My family has not been immune from these sorts of difficulties too, and I know what the honourable member is saying. I feel for anybody in that sort of situation, and I also see it as unfortunate that in those circumstances they might also be faced with the costs as well. I accept all that, but I also refer back to the discussion that would have been had at the time of the deinsurance, and without having recently reviewed all those discussions, we might both have another look back at that.

It is a case, I think, that health systems--and I do not have at my fingertips what coverage is offered in other jurisdictions and so on. It might be useful for me to know that, but at a time when we are trying desperately to cope with the kinds of funding cutbacks that we are seeing from the senior level of government--and we have discussed that at length, too. I have guarded criticism for them; it is not unqualified criticism because I know the problems that any federal government is going to have at this time. Canadians are fed up with governments who just want to spend money for every thing that is ever asked for, and the federal governments over the years really did that. The one that I supported did not address the matter to the extent it should have, and maybe it has paid quite a price for that, too.

In any event, perhaps the honourable member and I will have an opportunity in future to discuss this again.

Mr. Chairperson: Item 4. Health Services Insurance Fund (c) Hospital and Community Services, Hospitals $854,442,200--pass; Community Health Centres $31,457,500--pass; Out-of-Province $17,275,000--pass; Blood Transfusion Services $15,812,200--pass; Other $2,838,500--pass; Less: Recoveries ($3,712,200)--(pass).

4.(d) Personal Care Home, Personal Care Homes $240,665,600--pass; Drug Program $7,081,800--pass; Adult Day Care $3,284,400--pass; Other $2,772,800--pass.

4.(e) Medical $264,483,100--pass; Less: Recoveries ($1,831,300)--(pass).
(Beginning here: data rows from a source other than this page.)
//! Session telemetry
//!
//! Counts chunks, underruns, reconnects and response latencies for one
//! session and persists them when the session ends. Persistence failures
//! are logged and never surface to the caller.

/// Monitoring error types
pub mod error;

/// Counters, latency statistics and records
pub mod metrics;

/// Transport wrapper and counting listener
pub mod monitor;

/// Persistence backends
pub mod store;

pub use error::{MonitoringError, MonitoringResult};
pub use metrics::{ErrorRecord, LatencyStats, MetricsCollector, MetricsRecord, percentile};
pub use monitor::{MonitoredTransport, SessionMonitor};
pub use store::{JsonLinesStore, LogStore, MemoryStore, MetricsStore};
//! Ephemeral credential issuance
//!
//! A credential authorizes exactly one realtime session and is bound at
//! issuance to the session's voice, localized instructions and VAD tuning.

/// Remote issuer client
pub mod client;

/// Credential error types
pub mod error;

/// Issuance endpoint
pub mod http;

/// Issuer trait and service
pub mod issuer;

/// Secret minting backends
pub mod minter;

/// Per-caller sliding window
pub mod rate_limit;

mod types;

pub use client::RemoteCredentialIssuer;
pub use error::{CredentialError, CredentialErrorCode, CredentialResult, ErrorBody};
pub use http::credential_routes;
pub use issuer::{ANONYMOUS_CALLER, CredentialIssuer, EphemeralCredentialService};
pub use minter::{CredentialMinter, HttpCredentialMinter, MintedSecret, OpaqueTokenMinter};
pub use rate_limit::SlidingWindowLimiter;
pub use types::{CredentialRequest, EphemeralCredential};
4.(f) Pharmacare $54,352,500--pass.

4.(g) Ambulance $6,001,300--pass.

4.(h) Northern Patient Transportation $2,605,400--pass; Less: Recoveries ($400,200)--pass.

RESOLUTION 21.4: RESOLVED that there be granted to Her Majesty a sum not exceeding $1,507,237,200 for Health, Health Services Insurance Fund, for the fiscal year ending the 31st day of March, 1996.
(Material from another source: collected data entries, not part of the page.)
/// Send and receive loops over a split realtime socket
///
/// Each half runs as its own task, connected to the rest of the client by
/// mpsc channels.
use crate::network::connection::{WsReader, WsWriter};
use crate::network::error::{NetworkError, NetworkResult};
use crate::network::protocol::{ClientEvent, InboundFrame};
use futures_util::{SinkExt, StreamExt};
use tokio::sync::mpsc;
use tokio_tungstenite::tungstenite::Message;
use tracing::{debug, info, warn};

/// Serialize outgoing client events onto the socket
///
/// Runs until `event_rx` closes, then sends a close frame.
///
/// # Example
/// ```no_run
/// use tokio::sync::mpsc;
/// use readalong_voice_lib::network::{ConnectionConfig, RealtimeConnection};
/// use readalong_voice_lib::network::protocol::ClientEvent;
/// use readalong_voice_lib::network::tasks::sender_task;
///
/// #[tokio::main]
/// async fn main() {
///     let config = ConnectionConfig::new("ws://127.0.0.1:8787/relay");
///     let conn = RealtimeConnection::connect(&config).await.unwrap();
///     let (writer, _reader) = conn.split();
///
///     let (event_tx, event_rx) = mpsc::channel(100);
///     tokio::spawn(sender_task(writer, event_rx));
///     event_tx.send(ClientEvent::ResponseCreate).await.unwrap();
/// }
/// ```
pub async fn sender_task(
    mut ws_writer: WsWriter,
    mut event_rx: mpsc::Receiver<ClientEvent>,
) -> NetworkResult<()> {
    let mut sent = 0u64;

    while let Some(event) = event_rx.recv().await {
        let json = serde_json::to_string(&event).map_err(NetworkError::SerializationError)?;
        ws_writer
            .send(Message::Text(json.into()))
            .await
            .map_err(NetworkError::WebSocketError)?;

        sent += 1;
        if !matches!(event, ClientEvent::AudioAppend { .. }) {
            debug!(event = event.event_type(), "Sent client event");
        }
    }

    info!(sent, "Sender task completed, channel closed");

    if let Err(e) = ws_writer.close().await {
        warn!("Failed to close WebSocket writer: {}", e);
    }
    Ok(())
}

/// Decode provider frames and forward them
///
/// Malformed frames are forwarded as [`InboundFrame::Malformed`] so the
/// consumer decides when repetition becomes fatal.
///
/// # Returns
/// `Ok(())` on a close frame or end of stream, an error on socket failure
pub async fn receiver_task(
    mut ws_reader: WsReader,
    frame_tx: mpsc::Sender<InboundFrame>,
) -> NetworkResult<()> {
    let mut received = 0u64;

    while let Some(msg_result) = ws_reader.next().await {
        match msg_result {
            Ok(Message::Text(text)) => {
                received += 1;
                let frame = InboundFrame::decode(&text);
                if let InboundFrame::Malformed(reason) = &frame {
                    warn!("Malformed frame: {}", reason);
                }
                if frame_tx.send(frame).await.is_err() {
                    debug!("Frame receiver dropped");
                    break;
                }
            }
            Ok(Message::Close(frame)) => {
                info!("Received close frame: {:?}", frame);
                break;
            }
            Ok(Message::Binary(data)) => {
                warn!("Ignoring binary frame: {} bytes", data.len());
            }
            Ok(_) => {
                // Ping/pong are answered by tungstenite
            }
            Err(e) => {
                warn!("WebSocket error: {}", e);
                return Err(NetworkError::WebSocketError(e));
            }
        }
    }

    info!(received, "Receiver task completed, stream ended");
    Ok(())
}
Item 5. Addictions Foundation of Manitoba, Board of Governors and Executive $167,700--pass; Finance and Personnel $340,900--pass; Drug and Alcohol Awareness and Information $510,700--pass; Program Delivery $8,760,400--pass; Gambling Addictions Program $966,500--pass; Funded Agencies $1,885,000--pass; Less: Recoveries from the Manitoba Lotteries Corporation ($966,500)--(pass); Other Recoveries $1,140,400--(pass).

Resolution 21.5: RESOLVED that there be granted to Her Majesty a sum not exceeding $10,524,300 for Health, Addictions Foundation of Manitoba, for the fiscal year ending the 31st day of March 1996.
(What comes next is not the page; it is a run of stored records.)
//! Application-wide error handling
//!
//! Provides a unified error type with user-facing messages.
//!
//! # Features
//!
//! - `AppError` aggregates every module error
//! - [`ErrorKind`] places an error in the voice layer's taxonomy
//! - [`ErrorCode`] lets the client UI react to specific failures
//! - Recovery hints for errors the user can fix
//!
//! # Example
//!
//! ```
//! use readalong_voice_lib::utils::error::{AppError, ErrorKind};
//!
//! let err = AppError::Timeout(5000);
//! assert_eq!(err.kind(), ErrorKind::Transport);
//! ```

use serde::{Deserialize, Serialize};
use thiserror::Error;

use crate::audio::error::AudioError;
use crate::credentials::CredentialError;
use crate::monitoring::MonitoringError;
use crate::network::error::NetworkError;
use crate::session::SessionError;
use crate::state::StateError;
use crate::state::config::ConfigError;
use crate::transport::TransportError;

/// Error taxonomy shared by transports, sessions and monitoring
#[derive(Debug, Clone, Copy, PartialEq, Eq, Hash, Serialize, Deserialize)]
#[serde(rename_all = "snake_case")]
pub enum ErrorKind {
    /// Credential missing, rejected or expired
    Credential,
    /// Link could not be opened or dropped
    Transport,
    /// Malformed or unexpected frames
    Protocol,
    /// Explicit error from the realtime provider
    Provider,
    /// Microphone or device unavailable
    Resource,
    /// Too many credential requests
    RateLimit,
    Internal,
}

/// Application error type
#[derive(Error, Debug)]
pub enum AppError {
    #[error("Audio error: {0}")]
    Audio(#[from] AudioError),

    #[error("Network error: {0}")]
    Network(#[from] NetworkError),

    #[error("Config error: {0}")]
    Config(#[from] ConfigError),

    #[error("Credential error: {0}")]
    Credential(#[from] CredentialError),

    #[error("Transport error: {0}")]
    Transport(#[from] TransportError),

    #[error("State error: {0}")]
    State(#[from] StateError),

    #[error("Session error: {0}")]
    Session(#[from] SessionError),

    #[error("Monitoring error: {0}")]
    Monitoring(#[from] MonitoringError),

    #[error("Internal error: {0}")]
    Internal(String),

    /// Operation cancelled by the user
    #[error("Operation cancelled")]
    Cancelled,

    #[error("Operation timed out after {0}ms")]
    Timeout(u64),
}

/// Error codes
///
/// Used by the client UI to identify specific failures
#[derive(Debug, Clone, Copy, PartialEq, Eq, Serialize, Deserialize)]
#[serde(rename_all = "SCREAMING_SNAKE_CASE")]
pub enum ErrorCode {
    // Audio
    AudioDeviceNotFound,
    AudioPermissionDenied,
    AudioStreamError,
    AudioResampleFailed,

    // Network
    NetworkConnectionFailed,
    NetworkAuthFailed,
    NetworkProtocolError,
    NetworkTimeout,

    // Credentials
    CredentialInvalid,
    CredentialRateLimited,
    CredentialUpstream,

    // Transport
    TransportNegotiationFailed,
    TransportConnectionLost,
    ProviderError,
    ProtocolError,

    // Config
    ConfigLoadFailed,
    ConfigInvalid,

    // Session
    SessionAlreadyRunning,
    SessionNotRunning,

    MonitoringWriteFailed,

    // General
    InternalError,
    OperationCancelled,
    OperationTimeout,
}

/// Error context
///
/// User-facing message plus recovery hint
#[derive(Debug, Clone, Serialize, Deserialize)]
pub struct ErrorContext {
    pub code: ErrorCode,
    pub kind: ErrorKind,
    /// Message suitable for display
    pub message: String,
    /// Full error text for logs
    pub detail: Option<String>,
    pub recovery_hint: Option<String>,
    pub recoverable: bool,
}

impl ErrorContext {
    pub fn new(code: ErrorCode, kind: ErrorKind, message: impl Into<String>) -> Self {
        Self {
            code,
            kind,
            message: message.into(),
            detail: None,
            recovery_hint: None,
            recoverable: true,
        }
    }

    pub fn with_detail(mut self, detail: impl Into<String>) -> Self {
        self.detail = Some(detail.into());
        self
    }

    pub fn with_recovery_hint(mut self, hint: impl Into<String>) -> Self {
        self.recovery_hint = Some(hint.into());
        self
    }

    /// Mark as not recoverable
    pub fn not_recoverable(mut self) -> Self {
        self.recoverable = false;
        self
    }
}

impl AppError {
    /// Position in the error taxonomy
    pub fn kind(&self) -> ErrorKind {
        match self {
            AppError::Audio(e) if e.is_resource_error() => ErrorKind::Resource,
            AppError::Audio(_) => ErrorKind::Transport,
            AppError::Network(NetworkError::AuthenticationFailed) => ErrorKind::Credential,
            AppError::Network(NetworkError::ProtocolError(_)) => ErrorKind::Protocol,
            AppError::Network(_) => ErrorKind::Transport,
            AppError::Credential(e) if e.is_rate_limited() => ErrorKind::RateLimit,
            AppError::Credential(_) => ErrorKind::Credential,
            AppError::Transport(e) => e.kind(),
            AppError::Session(e) => e.kind(),
            AppError::Timeout(_) => ErrorKind::Transport,
            AppError::Config(_)
            | AppError::State(_)
            | AppError::Monitoring(_)
            | AppError::Internal(_)
            | AppError::Cancelled => ErrorKind::Internal,
        }
    }

    pub fn code(&self) -> ErrorCode {
        match self {
            AppError::Audio(AudioError::DeviceNotFound) => ErrorCode::AudioDeviceNotFound,
            AppError::Audio(AudioError::PermissionDenied(_)) => ErrorCode::AudioPermissionDenied,
            AppError::Audio(AudioError::ResampleFailed(_)) => ErrorCode::AudioResampleFailed,
            AppError::Audio(_) => ErrorCode::AudioStreamError,

            AppError::Network(NetworkError::AuthenticationFailed) => ErrorCode::NetworkAuthFailed,
            AppError::Network(NetworkError::ProtocolError(_)) => ErrorCode::NetworkProtocolError,
            AppError::Network(NetworkError::Timeout(_)) => ErrorCode::NetworkTimeout,
            AppError::Network(_) => ErrorCode::NetworkConnectionFailed,

            AppError::Config(ConfigError::Json(_) | ConfigError::Invalid(_)) => {
                ErrorCode::ConfigInvalid
            }
            AppError::Config(_) => ErrorCode::ConfigLoadFailed,

            AppError::Credential(e) => credential_code(e),
            AppError::Transport(e) => transport_code(e),

            AppError::Session(SessionError::AlreadyRunning) => ErrorCode::SessionAlreadyRunning,
            AppError::Session(SessionError::NotRunning) => ErrorCode::SessionNotRunning,
            AppError::Session(SessionError::Credential(e)) => credential_code(e),
            AppError::Session(SessionError::Transport(e)) => transport_code(e),

            AppError::Monitoring(_) => ErrorCode::MonitoringWriteFailed,
            AppError::State(_) | AppError::Internal(_) => ErrorCode::InternalError,
            AppError::Cancelled => ErrorCode::OperationCancelled,
            AppError::Timeout(_) => ErrorCode::OperationTimeout,
        }
    }

    /// Message suitable for showing to a grown-up
    pub fn user_message(&self) -> String {
        match self.code() {
            ErrorCode::AudioDeviceNotFound => {
                "No microphone was found. Check that one is plugged in.".to_string()
            }
            ErrorCode::AudioPermissionDenied => {
                "The microphone is blocked. Allow microphone access to talk with your tutor."
                    .to_string()
            }
            ErrorCode::AudioStreamError | ErrorCode::AudioResampleFailed => {
                "Something went wrong with the audio. Please try again.".to_string()
            }
            ErrorCode::NetworkConnectionFailed | ErrorCode::TransportConnectionLost => {
                "The connection to your tutor was lost. Please try again.".to_string()
            }
            ErrorCode::NetworkAuthFailed | ErrorCode::CredentialInvalid => {
                "This session could not be authorized. Please start a new one.".to_string()
            }
            ErrorCode::NetworkTimeout | ErrorCode::OperationTimeout => {
                "Your tutor is taking too long to answer. Please try again.".to_string()
            }
            ErrorCode::CredentialRateLimited => {
                "Too many sessions were started. Please wait a minute.".to_string()
            }
            ErrorCode::CredentialUpstream | ErrorCode::ProviderError => {
                "The voice service is having trouble right now.".to_string()
            }
            ErrorCode::TransportNegotiationFailed
            | ErrorCode::NetworkProtocolError
            | ErrorCode::ProtocolError => {
                "Could not talk to the voice service. Please try again.".to_string()
            }
            ErrorCode::ConfigLoadFailed | ErrorCode::ConfigInvalid => {
                "The voice settings could not be loaded.".to_string()
            }
            ErrorCode::SessionAlreadyRunning => "A session is already running.".to_string(),
            ErrorCode::SessionNotRunning => "No session is running.".to_string(),
            ErrorCode::MonitoringWriteFailed => "Session metrics could not be saved.".to_string(),
            ErrorCode::OperationCancelled => "Cancelled.".to_string(),
            ErrorCode::InternalError => format!("Internal error: {self}"),
        }
    }

    /// Full error context
    pub fn context(&self) -> ErrorContext {
        let mut ctx = ErrorContext::new(self.code(), self.kind(), self.user_message())
            .with_detail(self.to_string());
        ctx.recovery_hint = self.recovery_hint();

        if !self.is_recoverable() {
            ctx = ctx.not_recoverable();
        }
        ctx
    }

    pub fn recovery_hint(&self) -> Option<String> {
        match self.kind() {
            ErrorKind::Resource => Some(
                "Open the browser or system settings and allow microphone access for ReadAlong"
                    .to_string(),
            ),
            ErrorKind::RateLimit => Some("Wait a minute before starting another session".to_string()),
            ErrorKind::Transport => Some("Check the network connection, or retry shortly".to_string()),
            _ => None,
        }
    }

    pub fn is_recoverable(&self) -> bool {
        match self {
            AppError::Config(_) | AppError::Internal(_) | AppError::State(_) => false,
            AppError::Transport(e) => !e.is_fatal() || e.is_retryable(),
            _ => true,
        }
    }

    pub fn is_cancelled(&self) -> bool {
        matches!(self, AppError::Cancelled)
    }

    pub fn is_timeout(&self) -> bool {
        matches!(self, AppError::Timeout(_))
    }

    pub fn is_auth_error(&self) -> bool {
        self.kind() == ErrorKind::Credential
    }

    pub fn is_permission_error(&self) -> bool {
        matches!(
            self,
            AppError::Audio(AudioError::PermissionDenied(_))
                | AppError::Transport(TransportError::Audio(AudioError::PermissionDenied(_)))
        )
    }
}

fn credential_code(error: &CredentialError) -> ErrorCode {
    match error {
        CredentialError::RateLimitExceeded { .. } => ErrorCode::CredentialRateLimited,
        CredentialError::Upstream(_) => ErrorCode::CredentialUpstream,
        CredentialError::Internal(_) => ErrorCode::InternalError,
        _ => ErrorCode::CredentialInvalid,
    }
}

fn transport_code(error: &TransportError) -> ErrorCode {
    match error {
        TransportError::Credential(e) => credential_code(e),
        TransportError::Network(NetworkError::AuthenticationFailed) => ErrorCode::NetworkAuthFailed,
        TransportError::Network(_) => ErrorCode::NetworkConnectionFailed,
        TransportError::Audio(AudioError::DeviceNotFound) => ErrorCode::AudioDeviceNotFound,
        TransportError::Audio(AudioError::PermissionDenied(_)) => ErrorCode::AudioPermissionDenied,
        TransportError::Audio(_) => ErrorCode::AudioStreamError,
        TransportError::Negotiation(_) => ErrorCode::TransportNegotiationFailed,
        TransportError::Provider { .. } => ErrorCode::ProviderError,
        TransportError::Protocol(_) => ErrorCode::ProtocolError,
        TransportError::Timeout(_) => ErrorCode::OperationTimeout,
        TransportError::ConnectionLost(_) => ErrorCode::TransportConnectionLost,
        TransportError::AlreadyConnected => ErrorCode::SessionAlreadyRunning,
        TransportError::NotConnected => ErrorCode::SessionNotRunning,
        TransportError::InvalidConfig(_) => ErrorCode::ConfigInvalid,
    }
}

/// Application result type
pub type AppResult<T> = Result<T, AppError>;

impl From<String> for AppError {
    fn from(msg: String) -> Self {
        AppError::Internal(msg)
    }
}

impl From<&str> for AppError {
    fn from(msg: &str) -> Self {
        AppError::Internal(msg.to_string())
    }
}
Resolution 21.6 Expenditures Related to Capital (a) Health Services Insurance Fund - Principal Repayments (1) Hospital Program $44,052,800--pass; (2) Personal Care Home Program $9,692,900--pass.

6.(b) Health Services Insurance Fund - Equipment Purchases and Replacements (1) Hospital Program $10,798,000--pass; (2) Personal Care Home Program $1,693,100--pass; (3) Laboratory and Imaging Services, and Air Ambulance $1,325,000--pass.

Resolution 21.6: RESOLVED that there be granted to Her Majesty a sum not exceeding $67,561,800 for Health, Expenditures Related to Capital, for the fiscal year ending the 31st day of March 1996.

Resolution 21.7 Lotteries Funded Programs (a) Manitoba Centre for Health Policy and Evaluation $1,850,000--pass; (c) Manitoba Health Research Council $1,752,600--pass; (d) Manitoba Health Services Innovations Fund $10,000,000--pass; (e) Evaluation and Research Initiatives $174,900--pass; (g) Foundations for Health - Research Centre (1) Capital $5,000,000--pass; (2) One-Time Operating Support $2,100,000--pass.

Resolution 21.7: RESOLVED that there be granted to Her Majesty a sum not exceeding $20,877,500 for Health, Lotteries Funded Programs, for the fiscal year ending the 31st day of March, 1996.

The hour being two o'clock, committee rise.

Call in the Speaker.

IN SESSION

Mr. Deputy Speaker (Marcel Laurendeau): The hour being after 2 p.m., this House is now adjourned and stands adjourned until Monday at 1:30 p.m.